* [Your assignment]
Up to and including the line with "until every disjunction", return every line from the start of the entries below exactly.

* [Collected data entries]
□ □ □

//! Normalization of filter trees into disjunctive normal form.
//!
//! Negation is pushed into the leaves first, then AND is distributed over OR
//! until every disjunction is outermost. Products and the DNF itself are sets,
//! so logically equivalent rearrangements normalize to equal values.

use crate::ast::{CompareOp, Filter};
use crate::value::Value;
use serde::{Deserialize, Serialize};
use std::collections::{BTreeSet, HashMap};
use thiserror::Error;

/// Operators of a normalized term.
///
/// The ordering comparisons complement into each other under negation
/// (`Eq↔Ne`, `Lt↔Ge`, `Le↔Gt`); the string and presence tests keep an explicit
/// negated mark because the store expresses them directly
/// (`NOT begins_with(...)`, `attribute_not_exists(...)`).
#[derive(Debug, Clone, Copy, PartialEq, Eq, PartialOrd, Ord, Hash, Serialize, Deserialize)]
pub enum TermOp {
    Eq,
    Ne,
    Lt,
    Le,
    Gt,
    Ge,
    Sw,
    NotSw,
    Co,
    NotCo,
    Pr,
    NotPr,
}

impl TermOp {
    pub fn complement(self) -> TermOp {
        match self {
            TermOp::Eq => TermOp::Ne,
            TermOp::Ne => TermOp::Eq,
            TermOp::Lt => TermOp::Ge,
            TermOp::Ge => TermOp::Lt,
            TermOp::Le => TermOp::Gt,
            TermOp::Gt => TermOp::Le,
            TermOp::Sw => TermOp::NotSw,
            TermOp::NotSw => TermOp::Sw,
            TermOp::Co => TermOp::NotCo,
            TermOp::NotCo => TermOp::Co,
            TermOp::Pr => TermOp::NotPr,
            TermOp::NotPr => TermOp::Pr,
        }
    }

    pub fn takes_value(self) -> bool { !matches!(self, TermOp::Pr | TermOp::NotPr) }
}

impl From<CompareOp> for TermOp {
    fn from(op: CompareOp) -> Self {
        match op {
            CompareOp::Eq => TermOp::Eq,
            CompareOp::Ne => TermOp::Ne,
            CompareOp::Lt => TermOp::Lt,
            CompareOp::Le => TermOp::Le,
            CompareOp::Gt => TermOp::Gt,
            CompareOp::Ge => TermOp::Ge,
            CompareOp::Sw => TermOp::Sw,
            CompareOp::Co => TermOp::Co,
        }
    }
}

/// A single binary term of a normalized product. `value` is `None` only for
/// the presence operators.
#[derive(Debug, Clone, PartialEq, Eq, PartialOrd, Ord, Hash, Serialize, Deserialize)]
pub struct Term {
    pub attr: String,
    pub op: TermOp,
    pub value: Option<Value>,
}

impl Term {
    pub fn new(attr: impl Into<String>, op: TermOp, value: Option<Value>) -> Self {
        Term { attr: attr.into(), op, value }
    }

    pub fn complement(&self) -> Term {
        Term { attr: self.attr.clone(), op: self.op.complement(), value: self.value.clone() }
    }

    fn to_filter(&self) -> Filter {
        match self.op {
            TermOp::Pr => Filter::pr(self.attr.clone()),
            TermOp::NotPr => Filter::pr(self.attr.clone()).not(),
            TermOp::NotSw => positive(&self.attr, CompareOp::Sw, &self.value).not(),
            TermOp::NotCo => positive(&self.attr, CompareOp::Co, &self.value).not(),
            TermOp::Eq => positive(&self.attr, CompareOp::Eq, &self.value),
            TermOp::Ne => positive(&self.attr, CompareOp::Ne, &self.value),
            TermOp::Lt => positive(&self.attr, CompareOp::Lt, &self.value),
            TermOp::Le => positive(&self.attr, CompareOp::Le, &self.value),
            TermOp::Gt => positive(&self.attr, CompareOp::Gt, &self.value),
            TermOp::Ge => positive(&self.attr, CompareOp::Ge, &self.value),
            TermOp::Sw => positive(&self.attr, CompareOp::Sw, &self.value),
            TermOp::Co => positive(&self.attr, CompareOp::Co, &self.value),
        }
    }
}

fn positive(attr: &str, op: CompareOp, value: &Option<Value>) -> Filter {
    Filter::Compare { attr: attr.to_string(), op, value: value.clone().unwrap_or(Value::Null) }
}

/// A conjunction of terms, stored as a set for canonical comparison.
#[derive(Debug, Clone, Default, PartialEq, Eq, PartialOrd, Ord, Hash, Serialize, Deserialize)]
pub struct Product(pub BTreeSet<Term>);

impl Product {
    pub fn single(term: Term) -> Self {
        let mut set = BTreeSet::new();
        set.insert(term);
        Product(set)
    }

    pub fn terms(&self) -> impl Iterator<Item = &Term> { self.0.iter() }

    pub fn len(&self) -> usize { self.0.len() }

    pub fn is_empty(&self) -> bool { self.0.is_empty() }

    fn conjoin(&self, other: &Product) -> Product {
        let mut set = self.0.clone();
        set.extend(other.0.iter().cloned());
        Product(set)
    }

    /// Best-effort contradiction detection: a term alongside its exact
    /// complement, or two distinct `Eq` values on one attribute.
    fn is_contradiction(&self) -> bool {
        for term in &self.0 {
            if self.0.contains(&term.complement()) {
                return true;
            }
        }
        let mut eq_values: HashMap<&str, &Option<Value>> = HashMap::new();
        for term in self.0.iter().filter(|t| t.op == TermOp::Eq) {
            if let Some(previous) = eq_values.insert(term.attr.as_str(), &term.value) {
                if previous != &term.value {
                    return true;
                }
            }
        }
        false
    }

    fn to_filter(&self) -> Option<Filter> {
        self.0.iter().map(Term::to_filter).reduce(Filter::and)
    }
}

/// Disjunctive normal form: a set of products whose union reproduces the
/// original filter's truth set. An empty DNF means the filter reduced to a
/// contradiction and can match nothing.
#[derive(Debug, Clone, Default, PartialEq, Eq, Serialize, Deserialize)]
pub struct Dnf {
    pub products: BTreeSet<Product>,
}

impl Dnf {
    pub fn len(&self) -> usize { self.products.len() }

    pub fn is_empty(&self) -> bool { self.products.is_empty() }

    /// Reconstruct a filter tree with the same truth set. `None` for the
    /// empty DNF, which has no tree representation.
    pub fn to_filter(&self) -> Option<Filter> {
        self.products.iter().filter_map(Product::to_filter).reduce(Filter::or)
    }
}

pub const DEFAULT_MAX_PRODUCTS: usize = 64;

#[derive(Debug, Error, PartialEq, Eq)]
pub enum NormalizeError {
    #[error("filter expands to {products} disjuncts, more than the permitted {limit}")]
    TooComplex { products: usize, limit: usize },
}

pub fn normalize(filter: &Filter) -> Result<Dnf, NormalizeError> {
    normalize_with_limit(filter, DEFAULT_MAX_PRODUCTS)
}

pub fn normalize_with_limit(filter: &Filter, limit: usize) -> Result<Dnf, NormalizeError> {
    let products = disjuncts(filter, false, limit)?;
    let before = products.len();
    let products: BTreeSet<Product> = products.into_iter().filter(|p| !p.is_contradiction()).collect();
    if products.len() < before {
        tracing::debug!(dropped = before - products.len(), "pruned contradictory products");
    }
    Ok(Dnf { products })
}

/// Compute the set of products for `filter`, with negation threaded down the
/// walk instead of rewriting the tree (De Morgan falls out of the match arms).
fn disjuncts(filter: &Filter, negated: bool, limit: usize) -> Result<BTreeSet<Product>, NormalizeError> {
    let products = match filter {
        Filter::Compare { attr, op, value } => {
            let mut op = TermOp::from(*op);
            if negated {
                op = op.complement();
            }
            let mut set = BTreeSet::new();
            set.insert(Product::single(Term::new(attr.clone(), op, Some(value.clone()))));
            set
        }
        Filter::Present { attr } => {
            let op = if negated { TermOp::NotPr } else { TermOp::Pr };
            let mut set = BTreeSet::new();
            set.insert(Product::single(Term::new(attr.clone(), op, None)));
            set
        }
        Filter::And(a, b) if !negated => cross(&disjuncts(a, false, limit)?, &disjuncts(b, false, limit)?, limit)?,
        Filter::And(a, b) => union(disjuncts(a, true, limit)?, disjuncts(b, true, limit)?),
        Filter::Or(a, b) if !negated => union(disjuncts(a, false, limit)?, disjuncts(b, false, limit)?),
        Filter::Or(a, b) => cross(&disjuncts(a, true, limit)?, &disjuncts(b, true, limit)?, limit)?,
        Filter::Not(inner) => disjuncts(inner, !negated, limit)?,
    };
    if products.len() > limit {
        return Err(NormalizeError::TooComplex { products: products.len(), limit });
    }
    Ok(products)
}

fn union(mut left: BTreeSet<Product>, right: BTreeSet<Product>) -> BTreeSet<Product> {
    left.extend(right);
    left
}

fn cross(
    left: &BTreeSet<Product>,
    right: &BTreeSet<Product>,
    limit: usize,
) -> Result<BTreeSet<Product>, NormalizeError> {
    let mut out = BTreeSet::new();
    for l in left {
        for r in right {
            out.insert(l.conjoin(r));
            if out.len() > limit {
                return Err(NormalizeError::TooComplex { products: out.len(), limit });
            }
        }
    }
    Ok(out)
}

□ □ □

* [Task response]
//! Normalization of filter trees into disjunctive normal form.
//!
//! Negation is pushed into the leaves first, then AND is distributed over OR
//! until every disjunction is outermost. Products and the DNF itself are sets,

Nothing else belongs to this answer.